**TASK TO COMPLETE**
Retype, without alteration, each line from the line containing "(expected 'pixel' or" to the final line of the records.
Start of DATA EXTRACTS
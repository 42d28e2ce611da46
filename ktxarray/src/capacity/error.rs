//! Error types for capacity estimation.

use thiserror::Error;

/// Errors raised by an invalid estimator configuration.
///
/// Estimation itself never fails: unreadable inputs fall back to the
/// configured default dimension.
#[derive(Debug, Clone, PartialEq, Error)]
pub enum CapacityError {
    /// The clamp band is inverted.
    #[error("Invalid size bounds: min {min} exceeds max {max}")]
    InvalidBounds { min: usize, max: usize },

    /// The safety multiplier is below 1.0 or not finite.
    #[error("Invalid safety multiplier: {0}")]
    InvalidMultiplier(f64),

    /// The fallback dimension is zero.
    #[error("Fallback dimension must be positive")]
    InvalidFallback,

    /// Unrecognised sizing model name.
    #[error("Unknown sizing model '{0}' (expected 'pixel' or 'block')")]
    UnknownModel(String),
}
End of DATA EXTRACTS
**ANSWER TO THE PROBLEM**
    #[error("Unknown sizing model '{0}' (expected 'pixel' or 'block')")]
    UnknownModel(String),
}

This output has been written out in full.